Pour réparer une injustice : la traduction existante, vieille de quatre-vingts ans, ne représentait qu’un tiers du texte original, car elle partait d’une édition abrégée, une édition digest. Mon intention n’était pas de faire mieux que mon prédécesseur, mais de rendre au livre son contenu initial. Je me suis inscrit dans un travail de restauration. Même les éditions soviétiques et russes prétendues « intégrales » souffraient de mille coupures pour des raisons diverses : éditoriales, par souci de « simplification », mais aussi politiques, pour cause de censure. Il y avait en effet beaucoup de thèmes ou personnages indésirables aux yeux des gardiens de la morale soviétique : vieux-croyants schismatiques en rupture de ban social, considérations philosophiques sur l’animisme ou la religion, dénonciation du pillage des ressources naturelles, des pratiques barbares de la chasse ou de l’exploitation des forêts, portraits d’aventuriers louches, braconniers, orpailleurs, malandrins, etc., critique de la colonisation. La première édition russe conforme au texte d’origine remonte à 2007. Dès lors, j’ai voulu la faire vivre en français. L’année du centenaire de la première publication était un moment symbolique à saisir. C’est un roman culte qui a nourri l’imagination de plusieurs générations de lecteurs russes. Les ouvriers qui travaillent aujourd’hui à restaurer Notre-Dame éprouvent, j’imagine, un sentiment semblable au mien, celui d’œuvrer à la renaissance d’un moment de légende. Dersou est une cathédrale littéraire.
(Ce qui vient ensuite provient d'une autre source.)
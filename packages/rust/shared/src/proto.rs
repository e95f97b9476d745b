//! Message schema exchanged between the orchestrator and a function.
//!
//! Field names and enum values follow proto-JSON conventions so that
//! documents serialized here match what the orchestrator emits.

use std::collections::BTreeMap;
use std::time::Duration;

use serde::{Deserialize, Serialize};
use serde_json::{Map, Value};

use crate::error::ComposeFnError;

/// A structured value: a JSON object of arbitrary depth.
pub type Struct = Map<String, Value>;

/// Connection secrets attached to a resource, keyed by name. Values are
/// base64 strings on the wire.
pub type ConnectionDetails = BTreeMap<String, Vec<u8>>;

// ---------------------------------------------------------------------------
// Request
// ---------------------------------------------------------------------------

/// A request from the orchestrator to run a function.
#[derive(Debug, Clone, Default, PartialEq, Serialize, Deserialize)]
#[serde(rename_all = "camelCase")]
pub struct RunFunctionRequest {
    /// Metadata echoed back in the response.
    #[serde(default, skip_serializing_if = "Option::is_none")]
    pub meta: Option<RequestMeta>,
    /// Observed state of the composite and its composed resources.
    #[serde(default, skip_serializing_if = "Option::is_none")]
    pub observed: Option<State>,
    /// Desired state accumulated by previous functions in the pipeline.
    #[serde(default, skip_serializing_if = "Option::is_none")]
    pub desired: Option<State>,
    /// Function-specific configuration.
    #[serde(default, skip_serializing_if = "Option::is_none")]
    pub input: Option<Struct>,
    /// Side-channel data passed between pipeline stages.
    #[serde(default, skip_serializing_if = "Option::is_none")]
    pub context: Option<Struct>,
    /// Resources fetched by the orchestrator to satisfy earlier requirements.
    #[serde(default, skip_serializing_if = "BTreeMap::is_empty")]
    pub extra_resources: BTreeMap<String, Resources>,
}

impl RunFunctionRequest {
    /// The request tag, or an empty string when no metadata was sent.
    pub fn tag(&self) -> &str {
        self.meta.as_ref().map_or("", |m| m.tag.as_str())
    }
}

/// Request metadata.
#[derive(Debug, Clone, Default, PartialEq, Eq, Serialize, Deserialize)]
pub struct RequestMeta {
    /// Opaque tag identifying the request.
    #[serde(default)]
    pub tag: String,
}

/// A list of resources supplied for one requirement.
#[derive(Debug, Clone, Default, PartialEq, Serialize, Deserialize)]
pub struct Resources {
    #[serde(default)]
    pub items: Vec<Resource>,
}

// ---------------------------------------------------------------------------
// State
// ---------------------------------------------------------------------------

/// Observed or desired state: a composite plus its composed resources.
#[derive(Debug, Clone, Default, PartialEq, Serialize, Deserialize)]
pub struct State {
    #[serde(default, skip_serializing_if = "Option::is_none")]
    pub composite: Option<Resource>,
    /// Composed resources keyed by resource name.
    #[serde(default, skip_serializing_if = "Option::is_none")]
    pub resources: Option<BTreeMap<String, Resource>>,
}

impl State {
    /// The composed-resources map, allocated if absent.
    pub fn resources_mut(&mut self) -> &mut BTreeMap<String, Resource> {
        self.resources.get_or_insert_default()
    }
}

/// A single resource as carried on the wire.
#[derive(Debug, Clone, Default, PartialEq, Serialize, Deserialize)]
#[serde(rename_all = "camelCase")]
pub struct Resource {
    /// The resource body.
    #[serde(default, skip_serializing_if = "Option::is_none")]
    pub resource: Option<Struct>,
    #[serde(
        default,
        skip_serializing_if = "BTreeMap::is_empty",
        with = "connection_details"
    )]
    pub connection_details: ConnectionDetails,
    /// Readiness, only meaningful for desired composed resources.
    #[serde(default, skip_serializing_if = "Ready::is_unspecified")]
    pub ready: Ready,
}

/// Wire readiness of a desired composed resource.
#[derive(Debug, Clone, Copy, Default, PartialEq, Eq, Hash, Serialize, Deserialize)]
pub enum Ready {
    #[default]
    #[serde(rename = "READY_UNSPECIFIED")]
    Unspecified,
    #[serde(rename = "READY_FALSE")]
    False,
    #[serde(rename = "READY_TRUE")]
    True,
}

impl Ready {
    pub fn is_unspecified(&self) -> bool {
        *self == Self::Unspecified
    }
}

// ---------------------------------------------------------------------------
// Response
// ---------------------------------------------------------------------------

/// A function's response to a [`RunFunctionRequest`].
#[derive(Debug, Clone, Default, PartialEq, Serialize, Deserialize)]
pub struct RunFunctionResponse {
    #[serde(default, skip_serializing_if = "Option::is_none")]
    pub meta: Option<ResponseMeta>,
    #[serde(default, skip_serializing_if = "Option::is_none")]
    pub desired: Option<State>,
    /// Diagnostics in the order they were reported.
    #[serde(default, skip_serializing_if = "Vec::is_empty")]
    pub results: Vec<FunctionResult>,
    #[serde(default, skip_serializing_if = "Option::is_none")]
    pub context: Option<Struct>,
    #[serde(default, skip_serializing_if = "Option::is_none")]
    pub requirements: Option<Requirements>,
}

impl RunFunctionResponse {
    /// The desired state, allocated if absent.
    pub fn desired_mut(&mut self) -> &mut State {
        self.desired.get_or_insert_default()
    }

    /// The context map, allocated if absent.
    pub fn context_mut(&mut self) -> &mut Struct {
        self.context.get_or_insert_default()
    }

    /// The requirements section, allocated if absent.
    pub fn requirements_mut(&mut self) -> &mut Requirements {
        self.requirements.get_or_insert_default()
    }

    /// The extra-resources requirement map, allocated (along with its
    /// parent section) if absent.
    pub fn extra_resources_mut(&mut self) -> &mut BTreeMap<String, ResourceSelector> {
        self.requirements_mut().extra_resources.get_or_insert_default()
    }
}

/// Response metadata.
#[derive(Debug, Clone, Default, PartialEq, Eq, Serialize, Deserialize)]
pub struct ResponseMeta {
    /// Tag copied from the request.
    #[serde(default)]
    pub tag: String,
    /// How long the orchestrator may cache this response.
    #[serde(
        default,
        skip_serializing_if = "Option::is_none",
        with = "duration"
    )]
    pub ttl: Option<Duration>,
}

/// Resources the function needs the orchestrator to fetch.
#[derive(Debug, Clone, Default, PartialEq, Eq, Serialize, Deserialize)]
#[serde(rename_all = "camelCase")]
pub struct Requirements {
    /// Selectors keyed by caller-supplied request ID.
    #[serde(default, skip_serializing_if = "Option::is_none")]
    pub extra_resources: Option<BTreeMap<String, ResourceSelector>>,
}

/// Identifies the resources to fetch for one requirement.
#[derive(Debug, Clone, PartialEq, Eq, Serialize, Deserialize)]
#[serde(rename_all = "camelCase")]
pub struct ResourceSelector {
    pub api_version: String,
    pub kind: String,
    #[serde(flatten)]
    pub selector: Match,
}

/// How a [`ResourceSelector`] matches resources of its kind.
#[derive(Debug, Clone, PartialEq, Eq, Serialize, Deserialize)]
pub enum Match {
    /// Exactly one resource with this name.
    #[serde(rename = "matchName")]
    Name(String),
    /// Every resource carrying all of these labels.
    #[serde(rename = "matchLabels")]
    Labels(MatchLabels),
}

#[derive(Debug, Clone, Default, PartialEq, Eq, Serialize, Deserialize)]
pub struct MatchLabels {
    #[serde(default)]
    pub labels: BTreeMap<String, String>,
}

/// A diagnostic reported by a function.
#[derive(Debug, Clone, Default, PartialEq, Eq, Serialize, Deserialize)]
pub struct FunctionResult {
    #[serde(default)]
    pub severity: Severity,
    #[serde(default)]
    pub message: String,
}

/// Severity of a [`FunctionResult`].
///
/// Fatal results abort the pipeline. Warnings are surfaced but do not block.
#[derive(Debug, Clone, Copy, Default, PartialEq, Eq, Hash, Serialize, Deserialize)]
pub enum Severity {
    #[default]
    #[serde(rename = "SEVERITY_UNSPECIFIED")]
    Unspecified,
    #[serde(rename = "SEVERITY_FATAL")]
    Fatal,
    #[serde(rename = "SEVERITY_WARNING")]
    Warning,
    #[serde(rename = "SEVERITY_NORMAL")]
    Normal,
}

impl std::str::FromStr for Severity {
    type Err = ComposeFnError;

    fn from_str(s: &str) -> std::result::Result<Self, Self::Err> {
        match s.to_ascii_lowercase().as_str() {
            "fatal" => Ok(Self::Fatal),
            "warning" | "warn" => Ok(Self::Warning),
            "normal" => Ok(Self::Normal),
            other => Err(ComposeFnError::parse(format!(
                "unknown severity {other:?} (expected fatal, warning, or normal)"
            ))),
        }
    }
}

// ---------------------------------------------------------------------------
// Durations
// ---------------------------------------------------------------------------

/// Format a duration the way proto-JSON does: seconds with an `s` suffix
/// and up to nine fractional digits.
pub fn format_duration(d: Duration) -> String {
    let nanos = d.subsec_nanos();
    if nanos == 0 {
        return format!("{}s", d.as_secs());
    }
    let frac = format!("{nanos:09}");
    format!("{}.{}s", d.as_secs(), frac.trim_end_matches('0'))
}

/// Parse a proto-JSON duration string such as `"60s"` or `"1.5s"`.
pub fn parse_duration(s: &str) -> std::result::Result<Duration, String> {
    let body = s
        .strip_suffix('s')
        .ok_or_else(|| format!("duration {s:?} must end in 's'"))?;
    let (secs, frac) = body.split_once('.').unwrap_or((body, ""));
    let secs: u64 = secs
        .parse()
        .map_err(|_| format!("invalid seconds in duration {s:?}"))?;
    if frac.len() > 9 || !frac.bytes().all(|b| b.is_ascii_digit()) {
        return Err(format!("invalid fractional seconds in duration {s:?}"));
    }
    let nanos = if frac.is_empty() {
        0
    } else {
        format!("{frac:0<9}")
            .parse()
            .map_err(|_| format!("invalid fractional seconds in duration {s:?}"))?
    };
    Ok(Duration::new(secs, nanos))
}

mod duration {
    use std::time::Duration;

    use serde::{Deserialize, Deserializer, Serializer, de};

    pub fn serialize<S: Serializer>(ttl: &Option<Duration>, s: S) -> Result<S::Ok, S::Error> {
        match ttl {
            Some(d) => s.serialize_str(&super::format_duration(*d)),
            None => s.serialize_none(),
        }
    }

    pub fn deserialize<'de, D: Deserializer<'de>>(d: D) -> Result<Option<Duration>, D::Error> {
        Option::<String>::deserialize(d)?
            .map(|raw| super::parse_duration(&raw).map_err(de::Error::custom))
            .transpose()
    }
}

mod connection_details {
    use std::collections::BTreeMap;

    use base64::Engine as _;
    use base64::engine::general_purpose::STANDARD;
    use serde::ser::SerializeMap;
    use serde::{Deserialize, Deserializer, Serializer, de};

    use super::ConnectionDetails;

    pub fn serialize<S: Serializer>(details: &ConnectionDetails, s: S) -> Result<S::Ok, S::Error> {
        let mut map = s.serialize_map(Some(details.len()))?;
        for (key, value) in details {
            map.serialize_entry(key, &STANDARD.encode(value))?;
        }
        map.end()
    }

    pub fn deserialize<'de, D: Deserializer<'de>>(d: D) -> Result<ConnectionDetails, D::Error> {
        BTreeMap::<String, String>::deserialize(d)?
            .into_iter()
            .map(|(key, encoded)| {
                STANDARD
                    .decode(&encoded)
                    .map(|bytes| (key.clone(), bytes))
                    .map_err(|e| de::Error::custom(format!("connection detail {key:?}: {e}")))
            })
            .collect()
    }
}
Quelles difficultés et joies avez-vous rencontrées durant votre travail sur ce texte monumental ?
La joie de servir un grand texte, de fêter par mon travail les 100 ans de Dersou ; la joie de chercher et parfois de trouver les mots justes pour peindre la nature ; la joie – un peu égoïste – de m’associer au destin d’un livre de légende. Quant aux difficultés… La première était de respecter l’esprit de la narration : sobre, mais riche ; personnel, mais pudique, loin du moi je de nombreux narrateurs aventuriers ; soigné et classique, mais toujours proche du récit oral, car Arseniev racontait ses histoires avant de les écrire. La deuxième difficulté était de rester fidèle à la rigueur scientifique de l’auteur qui voulait être un explorateur savant : pour lui, explorer c’était nommer – les minéraux, les végétaux, les animaux… jusqu’au moindre brin d’herbe. En homme de son siècle, Arseniev voulait servir la science. Enfin, la troisième difficulté était de mettre dans la bouche de Dersou, de l’ethnie golde (dite aujourd’hui nanaï, issue de la famille toungouse), un langage conforme à son sabir sibérien, à son parler indigène : ne pas le rabaisser à un « petit-nègre » dégradant, ne pas non plus le faire parler comme un livre…
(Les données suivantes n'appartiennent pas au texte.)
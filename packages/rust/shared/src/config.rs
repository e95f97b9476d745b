//! Application configuration for composefn.
//!
//! User config lives at `~/.composefn/composefn.toml`.
//! CLI flags override config file values, which override defaults.

use std::path::{Path, PathBuf};
use std::time::Duration;

use serde::{Deserialize, Serialize};

use crate::error::{ComposeFnError, Result};

/// Default configuration file name.
const CONFIG_FILE_NAME: &str = "composefn.toml";

/// Default config directory name under the user's home.
const CONFIG_DIR_NAME: &str = ".composefn";

/// Default TTL for which a response can be cached.
pub const DEFAULT_TTL: Duration = Duration::from_secs(60);

// ---------------------------------------------------------------------------
// Config structs (matching composefn.toml schema)
// ---------------------------------------------------------------------------

/// Top-level application config, deserialized from TOML.
#[derive(Debug, Clone, Default, Serialize, Deserialize)]
pub struct AppConfig {
    /// Global defaults.
    #[serde(default)]
    pub defaults: DefaultsConfig,
}

/// `[defaults]` section.
#[derive(Debug, Clone, Serialize, Deserialize)]
pub struct DefaultsConfig {
    /// Response cache TTL in seconds.
    #[serde(default = "default_ttl_secs")]
    pub ttl_secs: u64,

    /// Pretty-print emitted JSON.
    #[serde(default = "default_true")]
    pub pretty: bool,
}

impl Default for DefaultsConfig {
    fn default() -> Self {
        Self {
            ttl_secs: default_ttl_secs(),
            pretty: default_true(),
        }
    }
}

fn default_ttl_secs() -> u64 {
    DEFAULT_TTL.as_secs()
}
fn default_true() -> bool {
    true
}

impl AppConfig {
    /// The configured response TTL.
    pub fn ttl(&self) -> Duration {
        Duration::from_secs(self.defaults.ttl_secs)
    }
}

// ---------------------------------------------------------------------------
// Config loading
// ---------------------------------------------------------------------------

/// Get the path to the config directory (`~/.composefn/`).
pub fn config_dir() -> Result<PathBuf> {
    let home = dirs::home_dir()
        .ok_or_else(|| ComposeFnError::config("could not determine home directory"))?;
    Ok(home.join(CONFIG_DIR_NAME))
}

/// Get the path to the config file (`~/.composefn/composefn.toml`).
pub fn config_file_path() -> Result<PathBuf> {
    Ok(config_dir()?.join(CONFIG_FILE_NAME))
}

/// Load the application config from disk. Returns defaults if the file does not exist.
pub fn load_config() -> Result<AppConfig> {
    let path = config_file_path()?;

    if !path.exists() {
        tracing::debug!(?path, "config file not found, using defaults");
        return Ok(AppConfig::default());
    }

    load_config_from(&path)
}

/// Load the application config from a specific file path.
pub fn load_config_from(path: &Path) -> Result<AppConfig> {
    let content = std::fs::read_to_string(path).map_err(|e| ComposeFnError::io(path, e))?;

    toml::from_str(&content).map_err(|e| {
        ComposeFnError::config(format!("failed to parse {}: {e}", path.display()))
    })
}

/// Create the config directory and write a default config file.
/// Returns the path to the created file.
pub fn init_config() -> Result<PathBuf> {
    let dir = config_dir()?;
    std::fs::create_dir_all(&dir).map_err(|e| ComposeFnError::io(&dir, e))?;

    let path = dir.join(CONFIG_FILE_NAME);
    let content = toml::to_string_pretty(&AppConfig::default())
        .map_err(|e| ComposeFnError::config(e.to_string()))?;

    std::fs::write(&path, content).map_err(|e| ComposeFnError::io(&path, e))?;
    tracing::info!(?path, "created default config file");

    Ok(path)
}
Qu’incarnent pour vous les personnages antagoniques mais inséparables de Dersou et d’Arseniev ?
La rencontre d’un humaniste et d’un animiste ! Et la naissance d’une amitié inouïe. La littérature connaissait l’amitié de Montaigne et de La Boétie, mais ceux-là étaient d’un même monde. Dersou et Arseniev, c’est la rencontre d’un enfant de la « société primitive » avec un enfant du monde moderne, « civilisé ». Il se noue entre eux un lien de complicité, de compréhension, d’admiration, d’affection, de respect. Chacun des deux apprend à l’autre et apprend de l’autre. Deux « âmes sœurs », comme Arseniev l’écrit noir sur blanc. Cette amitié nous montre que la modernité peut et doit s’abreuver à la source des peuples premiers. L’humanité est une.

En quoi cet ouvrage paru il y a cent ans résonne-t-il encore aujourd’hui ?
En raison de son actualité : les feux de forêt d’origine humaine, le massacre de la faune par le braconnage, le déboisement, le pillage des ressources, l’acculturation des peuples indigènes, les menaces anthropogènes sur le monde sauvage, la peur de voir la planète s’abîmer… j’avais parfois l’impression de traduire un journal en date d’aujourd’hui. Mais aussi en raison de sa richesse multiple : on peut le lire comme un livre d’aventure, un livre d’exploration savante, une histoire d’amitié, un éloge de la taïga, une réflexion philosophique sur la relativité des bienfaits de la « civilisation », un roman à la fois très russe et très universel… Il y a enfin la personnalité un peu mystérieuse d’Arseniev qui constitue en soi une intrigue, son humanisme, son intelligence, sa vision poétique de la nature, son goût obstiné et vernien de la science, son courage physique, sa force mentale. Cet homme est un aimant. Les cosaques de son détachement ne savaient pas écrire. Dix ans après les aventures contées dans ce récit, quand la Russie les enverra sur les fronts de la Première Guerre mondiale, ils continueront de dicter des lettres poignantes de fidélité à l’attention d’Arseniev. Les lecteurs de Dersou sont comme ces cosaques : une fois le livre lu, ils continuent de lui « parler » en pensée.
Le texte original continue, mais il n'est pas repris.